控訴審では、原則として原審における証拠を精査して原判決の当否を判断するのであり、しかもそれは職業裁判官3人のみでなされる。控訴審の運用次第では、「一般国民の健全な社会常識」を反映させるために裁判員を事実上否定することにもなりかねない。

 控訴審に関する刑事訴訟の改正について、早急な検討をおこなうことが必要である。

 

7 少年逆送事件と裁判員制度

   少年の原則逆送対象事件(少年法20条2項本文)は裁判員裁判対象事件でもあるが、少年事件は、少年の情操保護・更生への配慮が必要とされており(少年法1条、50条、刑訴規則277条)、保護主義の観点から逆送事件について裁判員裁判の問題点を検討する必要がある。特に14歳、15歳の年少少年が、9名の裁判官・裁判員に囲まれて萎縮してしまう可能性、社会記録が公判で朗読されることによる種々の弊害の可能性に照らせば、少年逆送事件では、成人の場合とは別の運用等を検討する必要がある。

 

8 その他の課題

(1) 国選弁護人の複数選任

 仙台では模擬裁判を複数弁護人で担当しているが、それでも、他の業務をこなしながらの対応は負担感が大きい。実際の裁判員裁判では、1人の弁護人が連日的開廷で短期間に集中的な審理が行われる裁判員裁判に対応することは極めて困難である。我々弁護士が全員で担っていくべき裁判員裁判は、原則として国選弁護人を複数選任するという運用が行われるべきである。

(2) 取り調べの全面可視化の実現

  裁判員裁判においては、公判中心の審理が行われることになるが、取調べの可視化によって捜査を透明化し、虚偽自白調書が作成されることを阻止することが必要である。

また、自白の任意性や信用性が争われる場合、法廷での審理は、直接の証拠がないままに、捜査官の証言・供述が続き、いわゆる「水掛け論」になってしまうが、それに裁判員を延々と付き合わせることは適切ではない。それゆえ、裁判員裁判となればなおのこと、取調べの全過程を録画録音することが強く求められることになる。

現在、警察や検察庁では自白調書作成場面だけに限定した取調の一部録画が試行的に実施されている。しかし、任意性判断において最も重要なことは自白に至った経緯であり、それが客観的に明らかにならない一部録画は、かえって自白の証拠能力・証拠評価を誤らせ、誤判・えん罪を生む危険性があるというべきである。

(3) 保釈制度の積極的運用

   公判前整理手続および連日的に改訂される公判審理において、被告人・弁護人には綿密な打ち合わせ等の十分な準備を整える必要がある。従って現行の保釈の運用を根本的に見直し、刑事訴訟法の原則に立ち返り、積極的運用が図られるべきである。

 

9 むすび

    裁判員制度については,この他にも、裁判員の選定手続にかかわる問題,裁判員に科せられた刑罰を伴う守秘義務の問題など、少なからぬ課題が残されている。
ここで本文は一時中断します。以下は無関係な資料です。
//! `PostgreSQL` implementation of the ledger store capabilities.
//!
//! A unit-of-work is one `DatabaseTransaction`. Row locks are taken with
//! `SELECT ... FOR UPDATE` and bounded by `SET LOCAL lock_timeout`, so a
//! contended lock surfaces as a retryable error instead of hanging.

use std::time::Duration;

use async_trait::async_trait;
use bankcore_core::{
    Account, AccountStore, EntryKind, StoreError, TransactionLogEntry, TransactionLogStore,
    UnitOfWork, UnitOfWorkProvider,
};
use bankcore_shared::LedgerConfig;
use bankcore_shared::types::{AccountId, EntryId, Money, UserId, to_scale};
use rust_decimal::Decimal;
use sea_orm::sea_query::Expr;
use sea_orm::{
    ActiveModelTrait, ColumnTrait, ConnectionTrait, DatabaseConnection, DatabaseTransaction,
    DbErr, EntityTrait, QueryFilter, QueryOrder, QuerySelect, RuntimeErr, Set, SqlErr,
    TransactionTrait,
};
use tracing::{debug, info};

use crate::entities::{accounts, transaction_logs};

/// SQLSTATE codes after which the whole unit-of-work may be retried.
const TRANSIENT_SQLSTATES: [&str; 4] = [
    "55P03", // lock_not_available (lock_timeout)
    "40P01", // deadlock_detected
    "40001", // serialization_failure
    "57P01", // admin_shutdown
];

/// Ledger store backed by a `PostgreSQL` connection pool.
#[derive(Debug, Clone)]
pub struct PgLedgerStore {
    db: DatabaseConnection,
    lock_timeout: Duration,
}

impl PgLedgerStore {
    /// Creates a new store using the lock-wait timeout in `config`.
    #[must_use]
    pub fn from_config(db: DatabaseConnection, config: &LedgerConfig) -> Self {
        Self {
            db,
            lock_timeout: Duration::from_millis(config.lock_timeout_ms),
        }
    }
}

/// Unit-of-work for [`PgLedgerStore`]: one open database transaction.
///
/// Dropping it without committing rolls the transaction back.
pub struct PgUnitOfWork {
    txn: DatabaseTransaction,
}

#[async_trait]
impl UnitOfWork for PgUnitOfWork {
    async fn commit(self) -> Result<(), StoreError> {
        self.txn.commit().await.map_err(map_db_err)
    }

    async fn rollback(self) -> Result<(), StoreError> {
        self.txn.rollback().await.map_err(map_db_err)
    }
}

#[async_trait]
impl UnitOfWorkProvider for PgLedgerStore {
    type Uow = PgUnitOfWork;

    async fn begin(&self) -> Result<Self::Uow, StoreError> {
        let txn = self.db.begin().await.map_err(map_db_err)?;

        // Scoped to this transaction only
        let sql = format!(
            "SET LOCAL lock_timeout = '{}ms'",
            self.lock_timeout.as_millis()
        );
        txn.execute_unprepared(&sql).await.map_err(map_db_err)?;

        Ok(PgUnitOfWork { txn })
    }
}

#[async_trait]
impl AccountStore for PgLedgerStore {
    async fn create(&self, user_id: UserId, account_number: &str) -> Result<Account, StoreError> {
        let account = accounts::ActiveModel {
            user_id: Set(user_id.into_inner()),
            account_number: Set(account_number.to_string()),
            balance: Set(to_scale(Decimal::ZERO)),
            ..Default::default()
        };

        let model = account.insert(&self.db).await.map_err(map_db_err)?;
        info!(account_id = model.id, "Account row inserted");
        Ok(model.into())
    }

    async fn get_by_id(&self, id: AccountId) -> Result<Account, StoreError> {
        accounts::Entity::find_by_id(id.into_inner())
            .one(&self.db)
            .await
            .map_err(map_db_err)?
            .map(Account::from)
            .ok_or(StoreError::NotFound)
    }

    async fn get_by_number(&self, account_number: &str) -> Result<Account, StoreError> {
        accounts::Entity::find()
            .filter(accounts::Column::AccountNumber.eq(account_number))
            .one(&self.db)
            .await
            .map_err(map_db_err)?
            .map(Account::from)
            .ok_or(StoreError::NotFound)
    }

    async fn lock_by_id(&self, uow: &mut Self::Uow, id: AccountId) -> Result<Account, StoreError> {
        debug!(account_id = %id, "Locking account row");
        let account = accounts::Entity::find_by_id(id.into_inner())
            .lock_exclusive()
            .one(&uow.txn)
            .await
            .map_err(map_db_err)?
            .map(Account::from)
            .ok_or(StoreError::NotFound)?;
        debug!(account_id = %id, "Account row locked");
        Ok(account)
    }

    async fn adjust_balance(
        &self,
        uow: &mut Self::Uow,
        id: AccountId,
        delta: Decimal,
    ) -> Result<(), StoreError> {
        let result = accounts::Entity::update_many()
            .col_expr(
                accounts::Column::Balance,
                Expr::col(accounts::Column::Balance).add(delta),
            )
            .filter(accounts::Column::Id.eq(id.into_inner()))
            .exec(&uow.txn)
            .await
            .map_err(map_db_err)?;

        if result.rows_affected == 0 {
            return Err(StoreError::NotFound);
        }
        Ok(())
    }
}

#[async_trait]
impl TransactionLogStore for PgLedgerStore {
    async fn append(
        &self,
        uow: &mut Self::Uow,
        account_id: AccountId,
        kind: EntryKind,
        amount: Money,
        description: &str,
    ) -> Result<EntryId, StoreError> {
        let entry = transaction_logs::ActiveModel {
            account_id: Set(account_id.into_inner()),
            kind: Set(kind.into()),
            amount: Set(amount.amount()),
            description: Set(description.to_string()),
            // Stamped per entry, not per transaction, so a unit-of-work that
            // waited on a row lock still sorts after the one it waited for.
            created_at: Set(chrono::Utc::now().into()),
            ..Default::default()
        };

        let model = entry.insert(&uow.txn).await.map_err(map_db_err)?;
        Ok(EntryId::new(model.id))
    }

    async fn list_by_account(
        &self,
        account_id: AccountId,
    ) -> Result<Vec<TransactionLogEntry>, StoreError> {
        let entries = transaction_logs::Entity::find()
            .filter(transaction_logs::Column::AccountId.eq(account_id.into_inner()))
            .order_by_desc(transaction_logs::Column::CreatedAt)
            .order_by_desc(transaction_logs::Column::Id)
            .all(&self.db)
            .await
            .map_err(map_db_err)?;

        Ok(entries.into_iter().map(TransactionLogEntry::from).collect())
    }
}

/// Classifies a database error into a store error kind.
#[allow(clippy::needless_pass_by_value)] // used as a `map_err` callback
pub fn map_db_err(err: DbErr) -> StoreError {
    match err.sql_err() {
        Some(SqlErr::UniqueConstraintViolation(detail)) => return StoreError::Conflict(detail),
        Some(SqlErr::ForeignKeyConstraintViolation(_)) => return StoreError::NotFound,
        _ => {}
    }

    match &err {
        DbErr::RecordNotFound(_) => StoreError::NotFound,
        DbErr::Conn(_) | DbErr::ConnectionAcquire(_) => StoreError::Unavailable(err.to_string()),
        DbErr::Exec(RuntimeErr::SqlxError(sqlx_err))
        | DbErr::Query(RuntimeErr::SqlxError(sqlx_err))
            if is_transient(sqlx_err) =>
        {
            StoreError::Unavailable(err.to_string())
        }
        _ => StoreError::Backend(err.to_string()),
    }
}

fn is_transient(err: &sqlx::Error) -> bool {
    match err {
        sqlx::Error::Io(_) | sqlx::Error::PoolTimedOut | sqlx::Error::PoolClosed => true,
        sqlx::Error::Database(db_err) => db_err.code().is_some_and(|code| {
            TRANSIENT_SQLSTATES.contains(&&*code) || code.starts_with("08")
        }),
        _ => false,
    }
}

#[cfg(test)]
mod tests {
    use super::*;

    #[test]
    fn test_map_db_err_kinds() {
        assert_eq!(
            map_db_err(DbErr::RecordNotFound("accounts".into())),
            StoreError::NotFound
        );
        assert!(matches!(
            map_db_err(DbErr::Conn(RuntimeErr::Internal("refused".into()))),
            StoreError::Unavailable(_)
        ));
        assert!(matches!(
            map_db_err(DbErr::Exec(RuntimeErr::SqlxError(sqlx::Error::PoolTimedOut))),
            StoreError::Unavailable(_)
        ));
        assert!(matches!(
            map_db_err(DbErr::Custom("boom".into())),
            StoreError::Backend(_)
        ));
    }
}
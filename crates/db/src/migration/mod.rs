//! Database migrations.
//!
//! Migrations are managed using sea-orm-migration.

pub use sea_orm_migration::prelude::*;

mod m20260301_000001_ledger;

/// Migrator for running database migrations.
pub struct Migrator;

#[async_trait::async_trait]
impl MigratorTrait for Migrator {
    fn migrations() -> Vec<Box<dyn MigrationTrait>> {
        vec![Box::new(m20260301_000001_ledger::Migration)]
    }
}
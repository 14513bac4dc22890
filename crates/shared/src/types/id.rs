//! Typed IDs for type-safe entity references.
//!
//! Using typed IDs prevents accidentally passing a `UserId` where an `AccountId` is expected.
//! Identifiers are store-assigned 64-bit integers (`BIGSERIAL` in PostgreSQL).

use serde::{Deserialize, Serialize};

/// Macro to generate typed ID wrappers.
macro_rules! typed_id {
    ($name:ident, $doc:expr) => {
        #[doc = $doc]
        #[derive(Debug, Clone, Copy, PartialEq, Eq, PartialOrd, Ord, Hash, Serialize, Deserialize)]
        #[serde(transparent)]
        pub struct $name(pub i64);

        impl $name {
            /// Creates an ID from a raw store value.
            #[must_use]
            pub const fn new(value: i64) -> Self {
                Self(value)
            }

            /// Returns the inner value.
            #[must_use]
            pub const fn into_inner(self) -> i64 {
                self.0
            }
        }

        impl From<i64> for $name {
            fn from(value: i64) -> Self {
                Self(value)
            }
        }

        impl std::fmt::Display for $name {
            fn fmt(&self, f: &mut std::fmt::Formatter<'_>) -> std::fmt::Result {
                write!(f, "{}", self.0)
            }
        }

        impl std::str::FromStr for $name {
            type Err = std::num::ParseIntError;

            fn from_str(s: &str) -> Result<Self, Self::Err> {
                Ok(Self(s.trim().parse()?))
            }
        }
    };
}

typed_id!(UserId, "Reference to the user owning an account.");
typed_id!(AccountId, "Unique identifier for an account.");
typed_id!(EntryId, "Unique identifier for a transaction log entry.");
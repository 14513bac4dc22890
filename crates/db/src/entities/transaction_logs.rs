//! `SeaORM` Entity for transaction_logs table.
//!
//! Rows are append-only; the migration installs a trigger rejecting updates
//! and deletes.

use bankcore_core::TransactionLogEntry;
use bankcore_shared::types::{AccountId, EntryId};
use chrono::Utc;
use sea_orm::entity::prelude::*;
use serde::{Deserialize, Serialize};

use super::sea_orm_active_enums::LedgerEntryKind;

#[derive(Clone, Debug, PartialEq, DeriveEntityModel, Eq, Serialize, Deserialize)]
#[sea_orm(table_name = "transaction_logs")]
pub struct Model {
    #[sea_orm(primary_key)]
    pub id: i64,
    pub account_id: i64,
    pub kind: LedgerEntryKind,
    #[sea_orm(column_type = "Decimal(Some((15, 2)))")]
    pub amount: Decimal,
    pub description: String,
    pub created_at: DateTimeWithTimeZone,
}

#[derive(Copy, Clone, Debug, EnumIter, DeriveRelation)]
pub enum Relation {
    #[sea_orm(
        belongs_to = "super::accounts::Entity",
        from = "Column::AccountId",
        to = "super::accounts::Column::Id"
    )]
    Accounts,
}

impl Related<super::accounts::Entity> for Entity {
    fn to() -> RelationDef {
        Relation::Accounts.def()
    }
}

impl ActiveModelBehavior for ActiveModel {}

impl From<Model> for TransactionLogEntry {
    fn from(model: Model) -> Self {
        Self {
            id: EntryId::new(model.id),
            account_id: AccountId::new(model.account_id),
            kind: model.kind.into(),
            amount: model.amount,
            description: model.description,
            created_at: model.created_at.with_timezone(&Utc),
        }
    }
}
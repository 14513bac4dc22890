//! Account balances and the transaction log.
//!
//! This module implements the ledger engine and its domain types:
//! - Account snapshots and account number rules
//! - Transaction log entries and their kinds
//! - Error types for ledger operations
//! - `LedgerEngine` for deposits, withdrawals and transfers

pub mod account;
pub mod entry;
pub mod error;
pub mod service;

#[cfg(test)]
mod service_props;

pub use account::{Account, MAX_ACCOUNT_NUMBER_LEN, normalize_account_number};
pub use entry::{EntryKind, TransactionLogEntry};
pub use error::{AccountRole, LedgerError};
pub use service::{
    DEPOSIT_DESCRIPTION, DESCRIPTION_COLUMN_LEN, LedgerEngine, MAX_DESCRIPTION_LEN,
    WITHDRAW_DESCRIPTION,
};
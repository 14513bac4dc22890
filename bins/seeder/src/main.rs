//! Demo data seeder for Bankcore development and testing.
//!
//! Opens a set of demo accounts through the ledger engine, funds them, and
//! moves money between them so a fresh database has some history to show.
//! Re-running it is safe: accounts that already exist are reused.
//!
//! Usage: cargo run --bin seeder

use std::sync::Arc;

use anyhow::Context;
use bankcore_core::{Account, LedgerEngine, LedgerError};
use bankcore_db::PgLedgerStore;
use bankcore_shared::types::UserId;
use bankcore_shared::{AppConfig, LogConfig};
use rust_decimal_macros::dec;
use tracing::{info, warn};
use tracing_subscriber::{EnvFilter, layer::SubscriberExt, util::SubscriberInitExt};

type Engine = LedgerEngine<PgLedgerStore, PgLedgerStore>;

/// Demo accounts: (owner, account number).
const DEMO_ACCOUNTS: [(i64, &str); 3] = [(1, "0001"), (1, "0002"), (2, "0003")];

#[tokio::main]
async fn main() -> anyhow::Result<()> {
    dotenvy::dotenv().ok();

    let config = AppConfig::load().context("Failed to load configuration")?;
    init_tracing(&config.log);

    info!("Connecting to database...");
    let db = bankcore_db::connect_with(&config.database)
        .await
        .context("Failed to connect to database")?;

    let store = Arc::new(PgLedgerStore::from_config(db.clone(), &config.ledger));
    let engine = LedgerEngine::from_config(Arc::clone(&store), store, &config.ledger);

    info!("Seeding demo accounts...");
    let mut accounts = Vec::with_capacity(DEMO_ACCOUNTS.len());
    for (user_id, number) in DEMO_ACCOUNTS {
        accounts.push(ensure_account(&engine, UserId::new(user_id), number).await?);
    }

    info!("Seeding demo movements...");
    engine.deposit(accounts[0].id, dec!(1000.00)).await?;
    engine.deposit(accounts[2].id, dec!(250.00)).await?;
    engine.withdraw(accounts[0].id, dec!(75.50)).await?;
    engine
        .transfer("0001", "0002", dec!(300.00), "Seed: monthly allowance")
        .await?;
    engine
        .transfer("0003", "0001", dec!(42.25), "Seed: dinner split")
        .await?;

    for account in &accounts {
        let current = engine.get_account(account.id).await?;
        println!("{} balance {}", current.account_number, current.balance);
        for entry in engine.list_transactions(account.id).await? {
            println!(
                "  #{} {:<12} {:>10} {}  {}",
                entry.id,
                entry.kind.as_str(),
                entry.amount.to_string(),
                entry.created_at,
                entry.description
            );
        }
    }

    db.close().await.context("Failed to close database connection")?;
    info!("Seeding complete!");
    Ok(())
}

fn init_tracing(log: &LogConfig) {
    let filter = EnvFilter::try_from_default_env().unwrap_or_else(|_| log.filter.as_str().into());
    let registry = tracing_subscriber::registry().with(filter);

    if log.json {
        registry.with(tracing_subscriber::fmt::layer().json()).init();
    } else {
        registry.with(tracing_subscriber::fmt::layer()).init();
    }
}

/// Opens the account, or loads it if a previous run already did.
async fn ensure_account(engine: &Engine, user_id: UserId, number: &str) -> anyhow::Result<Account> {
    match engine.create_account(user_id, number).await {
        Ok(account) => Ok(account),
        Err(LedgerError::Conflict(_)) => {
            warn!(account_number = number, "Account already exists, reusing");
            Ok(engine.get_account_by_number(number).await?)
        }
        Err(err) => Err(err.into()),
    }
}
//! Application configuration management.

use serde::Deserialize;

/// Application configuration.
#[derive(Debug, Clone, Deserialize)]
pub struct AppConfig {
    /// Database configuration.
    pub database: DatabaseConfig,
    /// Ledger engine configuration.
    #[serde(default)]
    pub ledger: LedgerConfig,
    /// Logging configuration.
    #[serde(default)]
    pub log: LogConfig,
}

/// Database configuration.
#[derive(Debug, Clone, Deserialize)]
pub struct DatabaseConfig {
    /// Database connection URL.
    pub url: String,
    /// Maximum number of connections in the pool.
    #[serde(default = "default_max_connections")]
    pub max_connections: u32,
    /// Minimum number of connections in the pool.
    #[serde(default = "default_min_connections")]
    pub min_connections: u32,
    /// Seconds to wait for a pooled connection before giving up.
    #[serde(default = "default_connect_timeout")]
    pub connect_timeout_secs: u64,
}

fn default_max_connections() -> u32 {
    10
}

fn default_min_connections() -> u32 {
    1
}

fn default_connect_timeout() -> u64 {
    30
}

/// Ledger engine configuration.
#[derive(Debug, Clone, Deserialize)]
pub struct LedgerConfig {
    /// Upper bound on waiting for an account row lock, in milliseconds.
    #[serde(default = "default_lock_timeout_ms")]
    pub lock_timeout_ms: u64,
    /// Maximum length, in characters, of a caller-supplied transfer description.
    ///
    /// The engine clamps this to what the log description column can hold.
    #[serde(default = "default_max_description_len")]
    pub max_description_len: usize,
}

fn default_lock_timeout_ms() -> u64 {
    5_000
}

fn default_max_description_len() -> usize {
    255
}

impl Default for LedgerConfig {
    fn default() -> Self {
        Self {
            lock_timeout_ms: default_lock_timeout_ms(),
            max_description_len: default_max_description_len(),
        }
    }
}

/// Logging configuration, consumed by the binaries when installing a subscriber.
#[derive(Debug, Clone, Deserialize)]
pub struct LogConfig {
    /// `EnvFilter` directive used when `RUST_LOG` is unset.
    #[serde(default = "default_log_filter")]
    pub filter: String,
    /// Emit JSON lines instead of human-readable output.
    #[serde(default)]
    pub json: bool,
}

fn default_log_filter() -> String {
    "bankcore=info,seeder=info,sea_orm=warn".to_string()
}

impl Default for LogConfig {
    fn default() -> Self {
        Self {
            filter: default_log_filter(),
            json: false,
        }
    }
}

impl AppConfig {
    /// Loads configuration from environment and config files.
    ///
    /// Sources, later ones overriding earlier ones: `config/default`,
    /// `config/{RUN_MODE}`, then `BANKCORE__`-prefixed environment variables
    /// (e.g. `BANKCORE__DATABASE__URL`).
    ///
    /// # Errors
    ///
    /// Returns an error if configuration cannot be loaded.
    pub fn load() -> Result<Self, config::ConfigError> {
        let run_mode = std::env::var("RUN_MODE").unwrap_or_else(|_| "development".to_string());

        let config = config::Config::builder()
            .add_source(config::File::with_name("config/default").required(false))
            .add_source(config::File::with_name(&format!("config/{run_mode}")).required(false))
            .add_source(config::Environment::with_prefix("BANKCORE").separator("__"))
            .build()?;

        config.try_deserialize()
    }
}

#[cfg(test)]
mod tests {
    use super::*;

    #[test]
    fn test_load_from_environment_with_defaults() {
        temp_env::with_vars(
            [
                ("BANKCORE__DATABASE__URL", Some("postgres://localhost/bank")),
                ("RUN_MODE", Some("test-without-files")),
            ],
            || {
                let config = AppConfig::load().unwrap();
                assert_eq!(config.database.url, "postgres://localhost/bank");
                assert_eq!(config.database.max_connections, 10);
                assert_eq!(config.database.min_connections, 1);
                assert_eq!(config.ledger.lock_timeout_ms, 5_000);
                assert_eq!(config.ledger.max_description_len, 255);
                assert!(!config.log.json);
            },
        );
    }

    #[test]
    fn test_ledger_overrides_from_environment() {
        temp_env::with_vars(
            [
                ("BANKCORE__DATABASE__URL", Some("postgres://localhost/bank")),
                ("BANKCORE__LEDGER__LOCK_TIMEOUT_MS", Some("250")),
                ("RUN_MODE", Some("test-without-files")),
            ],
            || {
                let config = AppConfig::load().unwrap();
                assert_eq!(config.ledger.lock_timeout_ms, 250);
                assert_eq!(config.ledger.max_description_len, 255);
            },
        );
    }

    #[test]
    fn test_missing_database_url_fails() {
        temp_env::with_vars(
            [
                ("BANKCORE__DATABASE__URL", None::<&str>),
                ("RUN_MODE", Some("test-without-files")),
            ],
            || {
                assert!(AppConfig::load().is_err());
            },
        );
    }
}
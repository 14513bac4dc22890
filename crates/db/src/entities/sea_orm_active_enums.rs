//! `SeaORM` active enums mirroring `PostgreSQL` enum types.

use bankcore_core::EntryKind;
use sea_orm::entity::prelude::*;
use serde::{Deserialize, Serialize};

#[derive(
    Debug, Clone, Copy, PartialEq, Eq, Hash, EnumIter, DeriveActiveEnum, Serialize, Deserialize,
)]
#[sea_orm(rs_type = "String", db_type = "Enum", enum_name = "ledger_entry_kind")]
#[serde(rename_all = "snake_case")]
pub enum LedgerEntryKind {
    #[sea_orm(string_value = "deposit")]
    Deposit,
    #[sea_orm(string_value = "withdraw")]
    Withdraw,
    #[sea_orm(string_value = "transfer_out")]
    TransferOut,
    #[sea_orm(string_value = "transfer_in")]
    TransferIn,
}

impl From<EntryKind> for LedgerEntryKind {
    fn from(kind: EntryKind) -> Self {
        match kind {
            EntryKind::Deposit => Self::Deposit,
            EntryKind::Withdraw => Self::Withdraw,
            EntryKind::TransferOut => Self::TransferOut,
            EntryKind::TransferIn => Self::TransferIn,
        }
    }
}

impl From<LedgerEntryKind> for EntryKind {
    fn from(kind: LedgerEntryKind) -> Self {
        match kind {
            LedgerEntryKind::Deposit => Self::Deposit,
            LedgerEntryKind::Withdraw => Self::Withdraw,
            LedgerEntryKind::TransferOut => Self::TransferOut,
            LedgerEntryKind::TransferIn => Self::TransferIn,
        }
    }
}
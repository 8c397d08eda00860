//! Site settings and the editable module configuration.

pub mod config;

pub use config::{
    load_module_config, HandoffSettings, KeySource, Locale, ModuleConfig, SettingsHandle,
    TokenTimezone,
};
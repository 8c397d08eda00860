//! Day tokens authorizing cross-site redirects.
//!
//! A token is derived from the target host, the shared secret and the
//! calendar day. There is no nonce: anyone holding the secret can mint the
//! token for a host, and an intercepted token replays until the day ends.
//! Derivation sits behind [`TokenAuthority`] so a stronger scheme can
//! replace it without touching the controllers.

use std::sync::Arc;
use subtle::ConstantTimeEq;
use tracing::error;

use crate::crypto::{CryptoError, Cryptor};

/// Issues and checks cross-site authorization tokens.
pub trait TokenAuthority: Send + Sync {
    /// Token for redirects concerning `host`.
    fn issue(&self, host: &str) -> Result<String, CryptoError>;

    /// Whether `presented` is the token for `host` right now.
    fn verify(&self, host: &str, presented: &str) -> bool;
}

pub struct DayTokenAuthenticator {
    cryptor: Arc<Cryptor>,
}

impl DayTokenAuthenticator {
    pub fn new(cryptor: Arc<Cryptor>) -> Self {
        Self { cryptor }
    }
}

impl TokenAuthority for DayTokenAuthenticator {
    fn issue(&self, host: &str) -> Result<String, CryptoError> {
        self.cryptor.day_token(host)
    }

    fn verify(&self, host: &str, presented: &str) -> bool {
        let expected = match self.cryptor.day_token(host) {
            Ok(token) => token,
            Err(e) => {
                error!(error = %e, "Cannot derive day token");
                return false;
            }
        };

        let (expected, presented) = (expected.as_bytes(), presented.as_bytes());
        expected.len() == presented.len() && bool::from(expected.ct_eq(presented))
    }
}
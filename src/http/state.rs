//! Shared state of the HTTP handlers.

use axum::http::{header, HeaderMap};
use std::sync::Arc;
use tracing::warn;

use crate::controller::DelegatedAuthEndpoint;
use crate::directory::{AccountStore, CurrentUser, Directory};
use crate::session::{SessionConfig, SessionId, SessionStore};
use crate::settings::SettingsHandle;

#[derive(Clone)]
pub struct AppState {
    /// Protocol endpoint of this site's role.
    pub endpoint: Arc<dyn DelegatedAuthEndpoint>,
    pub settings: SettingsHandle,
    pub directory: Arc<dyn Directory>,
    pub accounts: Arc<AccountStore>,
    pub sessions: Arc<SessionStore>,
    pub session_config: Arc<SessionConfig>,
}

impl AppState {
    /// The signed-in user, if the request carries a live session cookie.
    pub fn current_user(&self, headers: &HeaderMap) -> Option<CurrentUser> {
        let cookie_header = headers.get(header::COOKIE)?.to_str().ok()?;
        let session_id = self
            .session_config
            .parse_cookie(cookie_header)
            .and_then(SessionId::from_hex)?;

        match self.sessions.get(session_id) {
            Ok(session) => session.map(|s| CurrentUser {
                account_id: s.account_id,
                session_id: Some(session_id),
            }),
            Err(e) => {
                warn!(error = %e, "Session lookup failed");
                None
            }
        }
    }
}
//! Local login session types.

use chrono::{DateTime, Utc};
use serde::{Deserialize, Serialize};

/// Unique session identifier (16-byte random value, hex-encoded in cookies).
#[derive(Debug, Clone, Copy, PartialEq, Eq, Hash, Serialize, Deserialize)]
pub struct SessionId([u8; 16]);

impl SessionId {
    pub fn new() -> Self {
        Self(rand::random())
    }

    pub fn to_hex(&self) -> String {
        hex::encode(self.0)
    }

    pub fn from_hex(s: &str) -> Option<Self> {
        let bytes = hex::decode(s).ok()?;
        let arr: [u8; 16] = bytes.try_into().ok()?;
        Some(Self(arr))
    }
}

impl Default for SessionId {
    fn default() -> Self {
        Self::new()
    }
}

impl std::fmt::Display for SessionId {
    fn fmt(&self, f: &mut std::fmt::Formatter<'_>) -> std::fmt::Result {
        write!(f, "{}", self.to_hex())
    }
}

/// A signed-in local account on this site.
#[derive(Debug, Clone, Serialize, Deserialize)]
pub struct LocalSession {
    pub id: SessionId,

    /// Account the session belongs to.
    pub account_id: String,

    pub created_at: DateTime<Utc>,

    pub expires_at: DateTime<Utc>,

    /// Updated on each lookup.
    pub last_accessed: DateTime<Utc>,
}

impl LocalSession {
    pub fn new(account_id: impl Into<String>, ttl_secs: u64) -> Self {
        let now = Utc::now();
        Self {
            id: SessionId::new(),
            account_id: account_id.into(),
            created_at: now,
            expires_at: now + chrono::Duration::seconds(ttl_secs as i64),
            last_accessed: now,
        }
    }

    pub fn is_expired(&self) -> bool {
        Utc::now() > self.expires_at
    }

    pub fn touch(&mut self) {
        self.last_accessed = Utc::now();
    }
}

#[cfg(test)]
mod tests {
    use super::*;

    #[test]
    fn test_session_id_roundtrip() {
        let id = SessionId::new();
        assert_eq!(SessionId::from_hex(&id.to_hex()), Some(id));
    }

    #[test]
    fn test_session_id_invalid_hex() {
        assert!(SessionId::from_hex("not-valid-hex").is_none());
        assert!(SessionId::from_hex("abcd").is_none()); // too short
        assert!(SessionId::from_hex("").is_none());
    }

    #[test]
    fn test_session_expiry() {
        let mut session = LocalSession::new("7", 3600);
        assert!(!session.is_expired());

        session.expires_at = Utc::now() - chrono::Duration::seconds(10);
        assert!(session.is_expired());
    }
}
   裁判員制度が、冒頭に述べたとおり、市民が刑事司法に参加することにより,公正な刑事裁判に対する信頼が回復され、冤罪防止のための刑事手続全体の改革に資する契機を持つ限りにおいて、私たち弁護士は、その意義が真に実現されるように、制度の適正な運用に向けて努力を惜しむものではない。

しかし、これまで見てきたように、公判前整理及び公判手続の課題や裁判員制度の核とも言える評議のルール作りなど,実施に向けて議論すべき課題は多く、しかも重要である。

刑事裁判において、無辜の救済,被告人の防御権の保障の職責を担う弁護人としての使命を自覚するにつけても、裁判員制度が、制度本来の趣旨にそった運用がなされるために、我々は、今後も引き続き、裁判員制度に関する課題を検討していく所存である。